Le reproche qu’on pourrait faire aux trois films serait leur soupçon de particularisme historique relativement ancré. Effectivement, Raoul Peck, le réalisateur de Le Jeune Karl Marx, déclarait dans une entrevue que le “stalinisme” n’avait rien à voir avec le marxisme, et que “probablement, ces trois jeunes [Marx-Engels-Jenny Marx] auraient été les premiers exécutés dans les révolutions de types communistes”. Ainsi, on se demande pourquoi il fait, à la fin de son film, un montage d’archives mêlant Che Guevara (qui écrivait : “j’ai juré, devant un portrait de notre vieux et regretté camarade Staline, que je n’aurais pas de repos avant d’avoir vu ces pieuvres capitalistes exterminées”45) et Mandela (qui, même s’il n’était pas communiste, appartenait secrètement au SACP marxiste-léniniste6). Pour Peck, le marxisme réel existe-t-il ou pas ? Isole-t-il Marx et Engels au XIX ème siècle ou fait-il l’inverse ? Quant à Jean-Claude Barny, le réalisateur de Fanon, il aurait pu en théorie facilement et intelligemment faire écho aux pratiques néo-coloniales pratiquées par l’impérialisme français dans les DOM-TOM7, notamment à Mayotte, et parler de son attitude paternaliste vis-à-vis de l’Algérie. Sinon, c’est un peu comme si ces histoires étaient trop propres à leur époque, qu’elles ne débordaient pas, que leur révolte était contenue dans une capsule temporelle presque fermée sur elle-même. Les films sur le Che, par contre, réussissent plutôt à notre sens à identifier ouvertement les acteurs encore principalement responsables de la destruction du monde (l’impérialisme yanqui, le capitalisme, etc.), et donc pour cette raison, montrent une conscience matérialiste historique plus développée.
L’originalité de Fanon
Par souci de précaution, soyons clairs tant qu’il est encore temps : nous sommes au courant du fait que l’anticommunisme réformiste est monnaie courante dans les milieux artistiques, empreints d’idées petites-bourgeoises, et nous savons qu’il est très compliqué (voire impossible) de faire financer en pays capitaliste un projet cinématographique aux idées marxistes-léninistes. Nous sommes aussi conscient que le réalisateur moyen, en pays capitaliste, s’il exprime des opinions politiques à l’encontre de la doxa, encourt des risques pour sa carrière, qu’il n’envisage pas forcément dans la politique – ce qui est tout à fait entendable. En revanche, nous critiquons ici la marge de manœuvre réelle ou du moins, celle que l’on croit possible (en se basant sur notre culture et notre expérience professionnelle dans le milieu) pour ces films.

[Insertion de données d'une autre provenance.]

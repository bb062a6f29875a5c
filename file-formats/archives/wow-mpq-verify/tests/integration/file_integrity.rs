//! Per-file verification through the public entry point

use crate::common::{archive_builder, init_logging};
use pretty_assertions::assert_eq;
use wow_mpq_verify::{FileVerifyResult, MemoryMember, VerifyFlags, verify_file};

#[test]
fn test_intact_file() {
    init_logging();
    let mut archive = archive_builder().build();

    assert_eq!(
        verify_file(&mut archive, "war3map.j", VerifyFlags::ALL),
        FileVerifyResult::HAS_SECTOR_CHECKSUMS
            | FileVerifyResult::HAS_FILE_CHECKSUM
            | FileVerifyResult::HAS_MD5
    );
}

#[test]
fn test_file_without_checksums() {
    let mut archive = archive_builder().build();
    let result = verify_file(&mut archive, "WAR3MAP.W3I", VerifyFlags::ALL);
    assert_eq!(result, FileVerifyResult::empty());
    assert!(!result.has_errors());
}

#[test]
fn test_missing_file() {
    let mut archive = archive_builder().build();
    let result = verify_file(&mut archive, "war3map.wts", VerifyFlags::ALL);
    assert_eq!(result, FileVerifyResult::OPEN_ERROR);
    assert!(result.has_errors());
}

#[test]
fn test_corrupted_sector() {
    let data = vec![0x61u8; 2000];
    let mut table: Vec<u32> = data.chunks(512).map(adler2::adler32_slice).collect();
    table[3] = 0x0BAD_F00D;

    let mut archive = archive_builder()
        .member(
            MemoryMember::new("war3map.wtg", 0x2A00, data)
                .sector_shift(0)
                .with_sector_checksum_table(table)
                .with_attributes(),
        )
        .build();

    let result = verify_file(&mut archive, "war3map.wtg", VerifyFlags::ALL);
    assert_eq!(
        result,
        FileVerifyResult::HAS_SECTOR_CHECKSUMS
            | FileVerifyResult::SECTOR_CHECKSUM_ERROR
            | FileVerifyResult::READ_ERROR
    );
}

#[test]
fn test_modified_content() {
    let mut archive = archive_builder()
        .member(
            MemoryMember::new("war3map.wts", 0x2A00, b"STRING 1 { Hello }".to_vec())
                .with_crc32(crc32fast::hash(b"STRING 1 { Hallo }")),
        )
        .build();

    assert_eq!(
        verify_file(&mut archive, "war3map.wts", VerifyFlags::CRC32),
        FileVerifyResult::HAS_FILE_CHECKSUM | FileVerifyResult::FILE_CHECKSUM_ERROR
    );
    // MD5 was not requested and no MD5 is stored
    assert_eq!(
        verify_file(&mut archive, "war3map.wts", VerifyFlags::MD5),
        FileVerifyResult::empty()
    );
}
//! Archive signature verification
//!
//! Weak signatures are checked with PKCS#1 v1.5 against the Blizzard weak key.
//! Strong signatures use a legacy scheme: the signature is decrypted with raw
//! RSA and compared byte for byte against a digest padded with `0x0B` followed
//! by `0xBB` bytes. Several keys and digest tails are in use, so a strong
//! signature is tried against an ordered policy of (key, tail) pairs.
//!
//! All signature bytes are stored little-endian in the archive and reversed
//! before any RSA operation, as are the SHA-1 digests placed in the padded
//! buffer.

use crate::archive::ArchiveSource;
use crate::digest::{
    DigestTail, Sha1Digest, StrongDigests, calculate_mpq_hash_md5, calculate_mpq_hash_sha1,
};
use crate::keys::{KeyId, KeyRegistry};
use crate::signature::{STRONG_SIGNATURE_SIZE, SignatureInfo, SignatureType, query_signature_info};
use crate::{Error, Result};
use md5::Md5;
use num_bigint::BigUint;
use rsa::traits::PublicKeyParts;
use rsa::{Pkcs1v15Sign, RsaPublicKey};
use std::fmt;

/// First byte of a decrypted strong signature
pub const STRONG_PADDING_TYPE: u8 = 0x0B;

/// Filler byte of a decrypted strong signature
pub const STRONG_PADDING_BYTE: u8 = 0xBB;

/// Outcome of verifying an archive's signature
#[derive(Debug, Clone, Copy, PartialEq, Eq, Hash)]
#[cfg_attr(feature = "serde", derive(serde::Serialize))]
pub enum VerificationResult {
    /// The archive is readable and carries no signature
    NoSignature,
    /// The archive could not be read, or its signature data is malformed
    VerifyFailed,
    /// Weak signature present and valid
    WeakSignatureOk,
    /// Weak signature present but invalid
    WeakSignatureError,
    /// Strong signature present and valid
    StrongSignatureOk,
    /// Strong signature present but invalid
    StrongSignatureError,
}

/// Broad category of a [`VerificationResult`]
#[derive(Debug, Clone, Copy, PartialEq, Eq, Hash)]
#[cfg_attr(feature = "serde", derive(serde::Serialize))]
pub enum ResultClass {
    /// Nothing to verify
    Unsigned,
    /// A signature was checked; the result says whether it holds
    Cryptographic,
    /// Structural or I/O fault before a verdict could be reached
    Fault,
}

impl VerificationResult {
    /// StormLib `ERROR_*` code for this result
    pub fn code(self) -> u32 {
        match self {
            Self::NoSignature => 0,
            Self::VerifyFailed => 1,
            Self::WeakSignatureOk => 2,
            Self::WeakSignatureError => 3,
            Self::StrongSignatureOk => 4,
            Self::StrongSignatureError => 5,
        }
    }

    /// Which of the three outcome classes this belongs to
    pub fn class(self) -> ResultClass {
        match self {
            Self::NoSignature => ResultClass::Unsigned,
            Self::VerifyFailed => ResultClass::Fault,
            Self::WeakSignatureOk
            | Self::WeakSignatureError
            | Self::StrongSignatureOk
            | Self::StrongSignatureError => ResultClass::Cryptographic,
        }
    }

    /// Whether a signature was present and verified successfully
    pub fn is_valid(self) -> bool {
        matches!(self, Self::WeakSignatureOk | Self::StrongSignatureOk)
    }

    /// Kind of signature the result is about, if one was checked
    pub fn signature_type(self) -> Option<SignatureType> {
        match self {
            Self::WeakSignatureOk | Self::WeakSignatureError => Some(SignatureType::Weak),
            Self::StrongSignatureOk | Self::StrongSignatureError => Some(SignatureType::Strong),
            Self::NoSignature | Self::VerifyFailed => None,
        }
    }
}

impl fmt::Display for VerificationResult {
    fn fmt(&self, f: &mut fmt::Formatter<'_>) -> fmt::Result {
        let text = match self {
            Self::NoSignature => "no signature",
            Self::VerifyFailed => "verification failed",
            Self::WeakSignatureOk => "weak signature is valid",
            Self::WeakSignatureError => "weak signature is invalid",
            Self::StrongSignatureOk => "strong signature is valid",
            Self::StrongSignatureError => "strong signature is invalid",
        };
        f.write_str(text)
    }
}

/// One (key, digest tail) pair a strong signature may have been made with
#[derive(Debug, Clone, Copy, PartialEq, Eq)]
pub struct StrongCandidate {
    /// Key to decrypt with
    pub key: KeyId,
    /// Digest variant the signer used
    pub tail: DigestTail,
}

/// Strong signature candidates, in the order they are tried
pub const STRONG_SIGNATURE_POLICY: [StrongCandidate; 5] = [
    StrongCandidate {
        key: KeyId::BlizzardStrong,
        tail: DigestTail::None,
    },
    StrongCandidate {
        key: KeyId::Warcraft3Map,
        tail: DigestTail::FileName,
    },
    StrongCandidate {
        key: KeyId::WowPatch,
        tail: DigestTail::Archive,
    },
    StrongCandidate {
        key: KeyId::WowSurvey,
        tail: DigestTail::None,
    },
    StrongCandidate {
        key: KeyId::Starcraft2Map,
        tail: DigestTail::None,
    },
];

/// Verify the digital signature of an archive against the builtin keys.
///
/// Every fault is reported as [`VerificationResult::VerifyFailed`]; use
/// [`query_signature_info`] to find out what was located.
pub fn verify_archive<A: ArchiveSource + ?Sized>(archive: &mut A) -> VerificationResult {
    verify_archive_with_keys(archive, KeyRegistry::builtin())
}

pub(crate) fn verify_archive_with_keys<A: ArchiveSource + ?Sized>(
    archive: &mut A,
    keys: &KeyRegistry,
) -> VerificationResult {
    match try_verify_archive(archive, keys) {
        Ok(result) => {
            log::debug!("Archive {}: {result}", archive.display_name());
            result
        }
        Err(e) => {
            log::warn!(
                "Failed to verify archive {} ({}): {e}",
                archive.display_name(),
                fault_kind(&e)
            );
            VerificationResult::VerifyFailed
        }
    }
}

/// Short description of why verification could not reach a verdict
fn fault_kind(error: &Error) -> &'static str {
    if error.is_corruption() {
        "archive is corrupted"
    } else {
        "archive could not be checked"
    }
}

fn try_verify_archive<A: ArchiveSource + ?Sized>(
    archive: &mut A,
    keys: &KeyRegistry,
) -> Result<VerificationResult> {
    let info = query_signature_info(archive)?;
    log::debug!("Signature type: {:?}", info.signature_type);

    match info.signature_type {
        SignatureType::None => Ok(VerificationResult::NoSignature),
        SignatureType::Weak => verify_weak_signature(archive, &info, keys),
        SignatureType::Strong => verify_strong_signature(archive, &info, keys),
    }
}

/// Check a weak signature located by [`query_signature_info`]
fn verify_weak_signature<A: ArchiveSource + ?Sized>(
    archive: &mut A,
    info: &SignatureInfo,
    keys: &KeyRegistry,
) -> Result<VerificationResult> {
    let digest = calculate_mpq_hash_md5(archive, info)?;
    let key = keys.decode(KeyId::BlizzardWeak)?;
    let signature = reverse_bytes(info.weak_signature()?);

    match key.verify(Pkcs1v15Sign::new::<Md5>(), &digest, &signature) {
        Ok(()) => Ok(VerificationResult::WeakSignatureOk),
        Err(e) => {
            log::debug!("Weak signature rejected: {e}");
            Ok(VerificationResult::WeakSignatureError)
        }
    }
}

/// Check a strong signature located by [`query_signature_info`]
fn verify_strong_signature<A: ArchiveSource + ?Sized>(
    archive: &mut A,
    info: &SignatureInfo,
    keys: &KeyRegistry,
) -> Result<VerificationResult> {
    let digests = calculate_mpq_hash_sha1(archive, info)?;
    let signature = reverse_bytes(info.strong_signature()?);

    let matched = first_match(&STRONG_SIGNATURE_POLICY, |candidate| {
        check_strong_candidate(keys, candidate, &signature, &digests)
    })?;

    Ok(match matched {
        Some(candidate) => {
            log::debug!("Strong signature matches {:?}", candidate);
            VerificationResult::StrongSignatureOk
        }
        None => VerificationResult::StrongSignatureError,
    })
}

/// Return the first candidate for which `check` holds, stopping at errors
fn first_match<T, F>(candidates: &[T], mut check: F) -> Result<Option<&T>>
where
    F: FnMut(&T) -> Result<bool>,
{
    for candidate in candidates {
        if check(candidate)? {
            return Ok(Some(candidate));
        }
    }
    Ok(None)
}

fn check_strong_candidate(
    keys: &KeyRegistry,
    candidate: &StrongCandidate,
    signature: &[u8],
    digests: &StrongDigests,
) -> Result<bool> {
    let key = keys.decode(candidate.key)?;
    let expected = padded_digest(digests.get(candidate.tail));
    let matched = raw_signature_matches(&key, signature, &expected)?;

    log::debug!(
        "Strong candidate {:?}/{:?}: {}",
        candidate.key,
        candidate.tail,
        if matched { "match" } else { "no match" }
    );
    Ok(matched)
}

/// The buffer a strong signature decrypts to for `digest`
pub fn padded_digest(digest: &Sha1Digest) -> [u8; STRONG_SIGNATURE_SIZE] {
    let mut padded = [STRONG_PADDING_BYTE; STRONG_SIGNATURE_SIZE];
    padded[0] = STRONG_PADDING_TYPE;

    let digest_offset = STRONG_SIGNATURE_SIZE - digest.len();
    padded[digest_offset..].copy_from_slice(digest);
    padded[digest_offset..].reverse();
    padded
}

/// Decrypt a big-endian signature with raw RSA and compare it to `expected`.
///
/// A signature that is not smaller than the modulus cannot have been produced
/// by the key and does not match.
fn raw_signature_matches(
    key: &RsaPublicKey,
    signature: &[u8],
    expected: &[u8; STRONG_SIGNATURE_SIZE],
) -> Result<bool> {
    if key.size() != STRONG_SIGNATURE_SIZE || signature.len() != STRONG_SIGNATURE_SIZE {
        return Err(Error::crypto(format!(
            "Strong signature needs a {STRONG_SIGNATURE_SIZE}-byte key and signature, got {} and {}",
            key.size(),
            signature.len()
        )));
    }

    let n = BigUint::from_bytes_be(&key.n().to_bytes_be());
    let e = BigUint::from_bytes_be(&key.e().to_bytes_be());
    let s = BigUint::from_bytes_be(signature);
    if s >= n {
        log::debug!("Strong signature is out of range for this key");
        return Ok(false);
    }

    // Perform RSA operation: signature^e mod n
    let decrypted = s.modpow(&e, &n).to_bytes_be();
    let mut block = [0u8; STRONG_SIGNATURE_SIZE];
    block[STRONG_SIGNATURE_SIZE - decrypted.len()..].copy_from_slice(&decrypted);

    Ok(block == *expected)
}

/// Reverse byte order (little-endian to big-endian conversion)
fn reverse_bytes(data: &[u8]) -> Vec<u8> {
    data.iter().rev().copied().collect()
}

Cette dernière est non seulement inquantifiable (pour l’homme, pour l’instant), mais en plus elle demeure confrontée aux aspirations des producteurs de cinéma grand public, qui cherchent principalement à faire de l’argent, ou à répondre à un cahier des charges clairement idéologiques et/ou artistique. Le CNC (soutien du film et principale source de financement des films en France), par exemple, a pour réputation de rester “indépendant” si Dieu sait ce que cela veut dire ; pour autant, son directeur est systématiquement nommé par le Président de la République, en l’occurence Emmanuel Macron. Ce qui ne signifie pas que les films soutenus par le CNC soient macronistes, de droite, fascisant, ou quoi que ce soit – loin de là (bienvenue aux limites du structuralisme). Si le CNC possède cette aura si positive, c’est pour une raison légitime, qui fait aussi vivre le cinéma français et son pluralisme artistique. Mais cette accointance, surtout dans le cas de films grands publics comme Fanon, n’est jamais bonne à constater dans la mesure où l’on sait d’avance que le propos du film ne va pas choquer le spectateur moyen. Et dans notre cas c’est un problème de réalisme (le canevas du film repose en partie sur les écrits de Fanon et leur cohérence avec sa pratique, raison pour laquelle il compose avec le réalisme), sachant que Frantz Fanon est un auteur clivant capable d’écrire : “si les derniers doivent être les premiers, ce ne peut être qu’à la suite d’un affrontement décisif et meurtrier des deux protagonistes” dans Les Damnés de la terre. Cette radicalité n’est certainement pas anodine à notre époque où tout opprimé se révoltant, non-blanc qui plus est, se trouve frappé du qualificatif de “terroriste” (ce que relève le film), tant est si bien que c’en est devenu une tarte à la crème que croient remettre au goût du jour des films comme Voyage à Gaza (2024) de Pietro Usberti.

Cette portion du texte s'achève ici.